Give all the data again exactly.
-- Dataset records follows --
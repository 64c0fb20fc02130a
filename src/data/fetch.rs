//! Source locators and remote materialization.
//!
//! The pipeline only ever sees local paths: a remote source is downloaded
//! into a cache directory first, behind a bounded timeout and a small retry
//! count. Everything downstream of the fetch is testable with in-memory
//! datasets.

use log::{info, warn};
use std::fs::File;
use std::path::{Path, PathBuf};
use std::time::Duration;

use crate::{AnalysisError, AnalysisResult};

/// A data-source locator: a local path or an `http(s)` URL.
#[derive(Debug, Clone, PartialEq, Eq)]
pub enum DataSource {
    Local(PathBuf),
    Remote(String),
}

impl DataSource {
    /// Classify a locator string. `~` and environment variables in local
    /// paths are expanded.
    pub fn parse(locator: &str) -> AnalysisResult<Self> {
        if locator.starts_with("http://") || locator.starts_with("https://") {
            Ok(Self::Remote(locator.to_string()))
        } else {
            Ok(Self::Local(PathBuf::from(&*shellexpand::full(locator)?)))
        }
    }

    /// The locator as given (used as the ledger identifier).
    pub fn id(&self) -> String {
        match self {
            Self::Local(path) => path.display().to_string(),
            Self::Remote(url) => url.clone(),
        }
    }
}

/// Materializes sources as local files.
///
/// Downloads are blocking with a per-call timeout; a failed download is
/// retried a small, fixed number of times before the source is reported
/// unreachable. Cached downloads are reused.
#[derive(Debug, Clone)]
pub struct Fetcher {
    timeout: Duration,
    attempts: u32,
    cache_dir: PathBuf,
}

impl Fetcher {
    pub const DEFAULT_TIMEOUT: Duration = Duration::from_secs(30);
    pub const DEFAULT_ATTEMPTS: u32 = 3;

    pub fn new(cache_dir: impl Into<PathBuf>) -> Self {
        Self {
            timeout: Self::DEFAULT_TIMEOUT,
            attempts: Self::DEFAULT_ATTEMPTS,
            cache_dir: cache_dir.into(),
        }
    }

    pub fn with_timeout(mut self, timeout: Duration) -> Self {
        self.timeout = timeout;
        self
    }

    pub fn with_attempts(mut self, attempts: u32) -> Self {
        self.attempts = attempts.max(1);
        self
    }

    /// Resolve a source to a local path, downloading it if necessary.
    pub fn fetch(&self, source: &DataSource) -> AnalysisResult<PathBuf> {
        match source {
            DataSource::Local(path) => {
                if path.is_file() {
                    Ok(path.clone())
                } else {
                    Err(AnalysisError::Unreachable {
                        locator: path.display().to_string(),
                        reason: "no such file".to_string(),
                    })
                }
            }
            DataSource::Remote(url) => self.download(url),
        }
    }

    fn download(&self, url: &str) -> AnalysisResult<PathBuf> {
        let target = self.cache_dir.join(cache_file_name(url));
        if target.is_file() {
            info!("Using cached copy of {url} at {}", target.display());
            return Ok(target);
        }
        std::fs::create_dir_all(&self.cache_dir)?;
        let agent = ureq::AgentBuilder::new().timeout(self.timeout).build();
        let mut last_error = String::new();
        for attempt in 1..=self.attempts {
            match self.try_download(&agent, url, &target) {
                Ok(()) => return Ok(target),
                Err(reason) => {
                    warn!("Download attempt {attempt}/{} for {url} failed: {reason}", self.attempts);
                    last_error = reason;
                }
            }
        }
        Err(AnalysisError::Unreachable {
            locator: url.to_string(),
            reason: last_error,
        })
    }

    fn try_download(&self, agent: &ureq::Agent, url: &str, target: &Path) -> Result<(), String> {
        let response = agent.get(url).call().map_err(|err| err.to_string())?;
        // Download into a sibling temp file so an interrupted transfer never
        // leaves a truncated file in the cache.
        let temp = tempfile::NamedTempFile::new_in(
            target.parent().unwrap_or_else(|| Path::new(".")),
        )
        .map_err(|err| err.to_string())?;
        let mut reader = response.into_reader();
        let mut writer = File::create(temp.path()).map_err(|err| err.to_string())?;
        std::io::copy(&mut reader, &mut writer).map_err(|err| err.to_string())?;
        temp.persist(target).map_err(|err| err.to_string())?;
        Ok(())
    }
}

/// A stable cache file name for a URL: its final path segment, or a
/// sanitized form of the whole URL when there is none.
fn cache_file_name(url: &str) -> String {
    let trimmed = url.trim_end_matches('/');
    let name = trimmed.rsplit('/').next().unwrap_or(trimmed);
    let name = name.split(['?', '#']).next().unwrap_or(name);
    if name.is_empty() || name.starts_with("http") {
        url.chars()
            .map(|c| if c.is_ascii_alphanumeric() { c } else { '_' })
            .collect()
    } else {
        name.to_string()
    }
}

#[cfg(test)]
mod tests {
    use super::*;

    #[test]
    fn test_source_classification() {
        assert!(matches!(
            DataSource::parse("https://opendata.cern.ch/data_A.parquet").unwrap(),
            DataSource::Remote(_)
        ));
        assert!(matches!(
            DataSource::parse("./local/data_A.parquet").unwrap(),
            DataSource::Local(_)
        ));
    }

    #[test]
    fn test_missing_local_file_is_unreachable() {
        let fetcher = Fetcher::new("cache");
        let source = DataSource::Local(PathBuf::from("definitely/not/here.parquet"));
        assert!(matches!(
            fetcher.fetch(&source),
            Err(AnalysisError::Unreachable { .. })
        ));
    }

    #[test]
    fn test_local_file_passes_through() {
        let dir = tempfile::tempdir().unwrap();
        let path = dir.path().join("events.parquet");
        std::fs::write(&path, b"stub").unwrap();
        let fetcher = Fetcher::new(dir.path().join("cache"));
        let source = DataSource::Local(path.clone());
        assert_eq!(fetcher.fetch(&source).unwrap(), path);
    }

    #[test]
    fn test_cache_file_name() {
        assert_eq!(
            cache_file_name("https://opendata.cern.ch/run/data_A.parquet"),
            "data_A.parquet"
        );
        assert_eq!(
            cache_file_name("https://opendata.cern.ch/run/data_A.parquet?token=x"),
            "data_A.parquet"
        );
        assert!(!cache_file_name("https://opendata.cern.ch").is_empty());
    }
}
-- Dataset records concluded --
Written answer:
repository 64c0fb20fc02130a
filename src/data/fetch.rs
//! Source locators and remote materialization.
//!
//! The pipeline only ever sees local paths: a remote source is downloaded
//! into a cache directory first, behind a bounded timeout and a small retry
//! count. Everything downstream of the fetch is testable with in-memory
//! datasets.

use log::{info, warn};
use std::fs::File;
use std::path::{Path, PathBuf};
use std::time::Duration;

use crate::{AnalysisError, AnalysisResult};

/// A data-source locator: a local path or an `http(s)` URL.
#[derive(Debug, Clone, PartialEq, Eq)]
pub enum DataSource {
    Local(PathBuf),
    Remote(String),
}

impl DataSource {
    /// Classify a locator string. `~` and environment variables in local
    /// paths are expanded.
    pub fn parse(locator: &str) -> AnalysisResult<Self> {
        if locator.starts_with("http://") || locator.starts_with("https://") {
            Ok(Self::Remote(locator.to_string()))
        } else {
            Ok(Self::Local(PathBuf::from(&*shellexpand::full(locator)?)))
        }
    }

    /// The locator as given (used as the ledger identifier).
    pub fn id(&self) -> String {
        match self {
            Self::Local(path) => path.display().to_string(),
            Self::Remote(url) => url.clone(),
        }
    }
}

/// Materializes sources as local files.
///
/// Downloads are blocking with a per-call timeout; a failed download is
/// retried a small, fixed number of times before the source is reported
/// unreachable. Cached downloads are reused.
#[derive(Debug, Clone)]
pub struct Fetcher {
    timeout: Duration,
    attempts: u32,
    cache_dir: PathBuf,
}

impl Fetcher {
    pub const DEFAULT_TIMEOUT: Duration = Duration::from_secs(30);
    pub const DEFAULT_ATTEMPTS: u32 = 3;

    pub fn new(cache_dir: impl Into<PathBuf>) -> Self {
        Self {
            timeout: Self::DEFAULT_TIMEOUT,
            attempts: Self::DEFAULT_ATTEMPTS,
            cache_dir: cache_dir.into(),
        }
    }

    pub fn with_timeout(mut self, timeout: Duration) -> Self {
        self.timeout = timeout;
        self
    }

    pub fn with_attempts(mut self, attempts: u32) -> Self {
        self.attempts = attempts.max(1);
        self
    }

    /// Resolve a source to a local path, downloading it if necessary.
    pub fn fetch(&self, source: &DataSource) -> AnalysisResult<PathBuf> {
        match source {
            DataSource::Local(path) => {
                if path.is_file() {
                    Ok(path.clone())
                } else {
                    Err(AnalysisError::Unreachable {
                        locator: path.display().to_string(),
                        reason: "no such file".to_string(),
                    })
                }
            }
            DataSource::Remote(url) => self.download(url),
        }
    }

    fn download(&self, url: &str) -> AnalysisResult<PathBuf> {
        let target = self.cache_dir.join(cache_file_name(url));
        if target.is_file() {
            info!("Using cached copy of {url} at {}", target.display());
            return Ok(target);
        }
        std::fs::create_dir_all(&self.cache_dir)?;
        let agent = ureq::AgentBuilder::new().timeout(self.timeout).build();
        let mut last_error = String::new();
        for attempt in 1..=self.attempts {
            match self.try_download(&agent, url, &target) {
                Ok(()) => return Ok(target),
                Err(reason) => {
                    warn!("Download attempt {attempt}/{} for {url} failed: {reason}", self.attempts);
                    last_error = reason;
                }
            }
        }
        Err(AnalysisError::Unreachable {
            locator: url.to_string(),
            reason: last_error,
        })
    }

    fn try_download(&self, agent: &ureq::Agent, url: &str, target: &Path) -> Result<(), String> {
        let response = agent.get(url).call().map_err(|err| err.to_string())?;
        // Download into a sibling temp file so an interrupted transfer never
        // leaves a truncated file in the cache.
        let temp = tempfile::NamedTempFile::new_in(
            target.parent().unwrap_or_else(|| Path::new(".")),
        )
        .map_err(|err| err.to_string())?;
        let mut reader = response.into_reader();
        let mut writer = File::create(temp.path()).map_err(|err| err.to_string())?;
        std::io::copy(&mut reader, &mut writer).map_err(|err| err.to_string())?;
        temp.persist(target).map_err(|err| err.to_string())?;
        Ok(())
    }
}

/// A stable cache file name for a URL: its final path segment, or a
/// sanitized form of the whole URL when there is none.
fn cache_file_name(url: &str) -> String {
    let trimmed = url.trim_end_matches('/');
    let name = trimmed.rsplit('/').next().unwrap_or(trimmed);
    let name = name.split(['?', '#']).next().unwrap_or(name);
    if name.is_empty() || name.starts_with("http") {
        url.chars()
            .map(|c| if c.is_ascii_alphanumeric() { c } else { '_' })
            .collect()
    } else {
        name.to_string()
    }
}

#[cfg(test)]
mod tests {
    use super::*;

    #[test]
    fn test_source_classification() {
        assert!(matches!(
            DataSource::parse("https://opendata.cern.ch/data_A.parquet").unwrap(),
            DataSource::Remote(_)
        ));
        assert!(matches!(
            DataSource::parse("./local/data_A.parquet").unwrap(),
            DataSource::Local(_)
        ));
    }

    #[test]
    fn test_missing_local_file_is_unreachable() {
        let fetcher = Fetcher::new("cache");
        let source = DataSource::Local(PathBuf::from("definitely/not/here.parquet"));
        assert!(matches!(
            fetcher.fetch(&source),
            Err(AnalysisError::Unreachable { .. })
        ));
    }

    #[test]
    fn test_local_file_passes_through() {
        let dir = tempfile::tempdir().unwrap();
        let path = dir.path().join("events.parquet");
        std::fs::write(&path, b"stub").unwrap();
        let fetcher = Fetcher::new(dir.path().join("cache"));
        let source = DataSource::Local(path.clone());
        assert_eq!(fetcher.fetch(&source).unwrap(), path);
    }

    #[test]
    fn test_cache_file_name() {
        assert_eq!(
            cache_file_name("https://opendata.cern.ch/run/data_A.parquet"),
            "data_A.parquet"
        );
        assert_eq!(
            cache_file_name("https://opendata.cern.ch/run/data_A.parquet?token=x"),
            "data_A.parquet"
        );
        assert!(!cache_file_name("https://opendata.cern.ch").is_empty());
    }
}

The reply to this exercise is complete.